■ What the exercise asks
Of the entries below, return exactly those lines that fall between the one containing "repository ce208de51a6951c5" and the one containing "let unavailable = |err: ridelog_core::RideError|", the two end lines included.

■ Listed records
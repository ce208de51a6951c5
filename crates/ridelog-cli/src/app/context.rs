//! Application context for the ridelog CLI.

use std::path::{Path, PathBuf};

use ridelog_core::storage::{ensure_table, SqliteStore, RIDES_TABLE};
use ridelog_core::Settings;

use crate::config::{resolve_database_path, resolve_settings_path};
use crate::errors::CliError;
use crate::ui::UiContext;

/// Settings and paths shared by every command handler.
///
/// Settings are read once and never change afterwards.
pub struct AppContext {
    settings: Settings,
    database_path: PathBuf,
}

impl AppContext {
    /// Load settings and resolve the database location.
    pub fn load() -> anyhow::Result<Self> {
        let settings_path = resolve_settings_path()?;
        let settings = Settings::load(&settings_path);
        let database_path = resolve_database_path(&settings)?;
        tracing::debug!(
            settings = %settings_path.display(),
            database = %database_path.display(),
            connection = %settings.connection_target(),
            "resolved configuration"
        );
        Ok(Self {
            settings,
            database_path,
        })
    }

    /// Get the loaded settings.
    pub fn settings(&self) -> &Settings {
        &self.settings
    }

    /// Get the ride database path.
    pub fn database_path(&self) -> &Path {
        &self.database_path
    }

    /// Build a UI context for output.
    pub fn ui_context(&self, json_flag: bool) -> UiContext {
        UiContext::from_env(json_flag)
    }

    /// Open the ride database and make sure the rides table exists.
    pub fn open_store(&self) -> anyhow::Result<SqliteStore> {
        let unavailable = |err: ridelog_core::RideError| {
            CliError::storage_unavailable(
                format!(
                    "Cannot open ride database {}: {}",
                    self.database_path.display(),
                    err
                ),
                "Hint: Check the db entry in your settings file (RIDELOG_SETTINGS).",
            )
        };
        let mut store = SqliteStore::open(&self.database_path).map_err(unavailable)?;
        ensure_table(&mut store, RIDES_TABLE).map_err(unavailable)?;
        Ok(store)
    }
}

==

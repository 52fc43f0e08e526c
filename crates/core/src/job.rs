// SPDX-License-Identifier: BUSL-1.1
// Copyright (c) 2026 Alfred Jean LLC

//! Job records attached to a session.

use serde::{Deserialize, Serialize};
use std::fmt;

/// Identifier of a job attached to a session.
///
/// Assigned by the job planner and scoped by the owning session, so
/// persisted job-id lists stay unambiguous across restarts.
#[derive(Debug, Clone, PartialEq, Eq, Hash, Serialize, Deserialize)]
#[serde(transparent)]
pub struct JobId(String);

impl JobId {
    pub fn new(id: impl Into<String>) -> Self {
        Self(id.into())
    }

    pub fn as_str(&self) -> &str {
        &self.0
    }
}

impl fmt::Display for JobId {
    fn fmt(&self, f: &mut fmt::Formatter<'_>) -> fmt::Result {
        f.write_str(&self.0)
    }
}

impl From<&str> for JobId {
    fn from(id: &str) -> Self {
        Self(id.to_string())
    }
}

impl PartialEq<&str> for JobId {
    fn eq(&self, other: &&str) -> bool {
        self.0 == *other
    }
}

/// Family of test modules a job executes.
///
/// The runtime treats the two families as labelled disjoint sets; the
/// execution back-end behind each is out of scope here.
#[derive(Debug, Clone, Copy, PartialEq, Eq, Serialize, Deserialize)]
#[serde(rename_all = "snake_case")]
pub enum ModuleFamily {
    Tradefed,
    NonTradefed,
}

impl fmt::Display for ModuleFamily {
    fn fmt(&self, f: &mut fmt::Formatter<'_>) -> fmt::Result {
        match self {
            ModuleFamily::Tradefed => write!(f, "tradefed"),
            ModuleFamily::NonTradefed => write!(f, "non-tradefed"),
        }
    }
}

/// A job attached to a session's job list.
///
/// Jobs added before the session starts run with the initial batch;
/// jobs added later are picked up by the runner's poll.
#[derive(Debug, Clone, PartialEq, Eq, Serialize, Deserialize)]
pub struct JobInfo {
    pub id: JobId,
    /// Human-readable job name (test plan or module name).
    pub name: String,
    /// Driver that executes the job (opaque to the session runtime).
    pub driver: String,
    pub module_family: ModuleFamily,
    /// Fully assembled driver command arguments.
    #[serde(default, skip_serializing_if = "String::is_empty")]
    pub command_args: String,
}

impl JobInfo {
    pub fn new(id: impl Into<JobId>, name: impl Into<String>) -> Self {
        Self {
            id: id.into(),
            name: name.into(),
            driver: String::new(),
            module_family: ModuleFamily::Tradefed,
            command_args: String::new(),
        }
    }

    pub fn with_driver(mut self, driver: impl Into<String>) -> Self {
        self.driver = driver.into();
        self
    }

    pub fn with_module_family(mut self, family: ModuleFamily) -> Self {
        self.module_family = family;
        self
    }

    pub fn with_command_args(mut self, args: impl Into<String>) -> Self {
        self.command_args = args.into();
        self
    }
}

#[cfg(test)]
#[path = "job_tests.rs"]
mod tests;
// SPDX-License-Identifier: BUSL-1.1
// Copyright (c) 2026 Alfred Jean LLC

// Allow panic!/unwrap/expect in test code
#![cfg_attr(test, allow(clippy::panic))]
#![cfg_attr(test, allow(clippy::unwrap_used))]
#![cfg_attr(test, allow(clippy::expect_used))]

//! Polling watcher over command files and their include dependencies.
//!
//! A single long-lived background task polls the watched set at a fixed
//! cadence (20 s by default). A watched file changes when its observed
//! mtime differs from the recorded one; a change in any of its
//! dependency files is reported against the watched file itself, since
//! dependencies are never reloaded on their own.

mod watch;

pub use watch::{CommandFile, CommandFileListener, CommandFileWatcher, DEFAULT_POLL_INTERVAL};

...

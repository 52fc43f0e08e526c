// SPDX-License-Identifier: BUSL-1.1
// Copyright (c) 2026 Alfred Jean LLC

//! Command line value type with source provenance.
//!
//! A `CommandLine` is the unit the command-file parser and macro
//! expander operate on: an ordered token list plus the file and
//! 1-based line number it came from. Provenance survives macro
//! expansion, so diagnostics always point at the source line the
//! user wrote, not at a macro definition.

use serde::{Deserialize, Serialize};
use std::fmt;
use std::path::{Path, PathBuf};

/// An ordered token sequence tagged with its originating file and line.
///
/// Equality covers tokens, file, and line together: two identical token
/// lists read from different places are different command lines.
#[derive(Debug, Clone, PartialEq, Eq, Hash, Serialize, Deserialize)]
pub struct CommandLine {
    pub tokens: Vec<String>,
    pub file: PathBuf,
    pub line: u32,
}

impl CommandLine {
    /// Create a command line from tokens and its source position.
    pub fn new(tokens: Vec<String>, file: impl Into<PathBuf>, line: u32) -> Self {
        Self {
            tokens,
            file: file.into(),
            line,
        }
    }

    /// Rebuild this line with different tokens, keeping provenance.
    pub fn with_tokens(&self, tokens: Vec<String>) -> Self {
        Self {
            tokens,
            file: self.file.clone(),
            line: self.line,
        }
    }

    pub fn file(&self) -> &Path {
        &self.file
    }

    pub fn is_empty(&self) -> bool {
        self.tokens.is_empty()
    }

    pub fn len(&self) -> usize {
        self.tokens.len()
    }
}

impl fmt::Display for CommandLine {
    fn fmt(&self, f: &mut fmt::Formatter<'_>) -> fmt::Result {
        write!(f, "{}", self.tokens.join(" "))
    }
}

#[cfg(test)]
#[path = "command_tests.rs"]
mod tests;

■ Answer space
repository ce208de51a6951c5
filename crates/ridelog-cli/src/app/context.rs
//! Application context for the ridelog CLI.

use std::path::{Path, PathBuf};

use ridelog_core::storage::{ensure_table, SqliteStore, RIDES_TABLE};
use ridelog_core::Settings;

use crate::config::{resolve_database_path, resolve_settings_path};
use crate::errors::CliError;
use crate::ui::UiContext;

/// Settings and paths shared by every command handler.
///
/// Settings are read once and never change afterwards.
pub struct AppContext {
    settings: Settings,
    database_path: PathBuf,
}

impl AppContext {
    /// Load settings and resolve the database location.
    pub fn load() -> anyhow::Result<Self> {
        let settings_path = resolve_settings_path()?;
        let settings = Settings::load(&settings_path);
        let database_path = resolve_database_path(&settings)?;
        tracing::debug!(
            settings = %settings_path.display(),
            database = %database_path.display(),
            connection = %settings.connection_target(),
            "resolved configuration"
        );
        Ok(Self {
            settings,
            database_path,
        })
    }

    /// Get the loaded settings.
    pub fn settings(&self) -> &Settings {
        &self.settings
    }

    /// Get the ride database path.
    pub fn database_path(&self) -> &Path {
        &self.database_path
    }

    /// Build a UI context for output.
    pub fn ui_context(&self, json_flag: bool) -> UiContext {
        UiContext::from_env(json_flag)
    }

    /// Open the ride database and make sure the rides table exists.
    pub fn open_store(&self) -> anyhow::Result<SqliteStore> {
        let unavailable = |err: ridelog_core::RideError| {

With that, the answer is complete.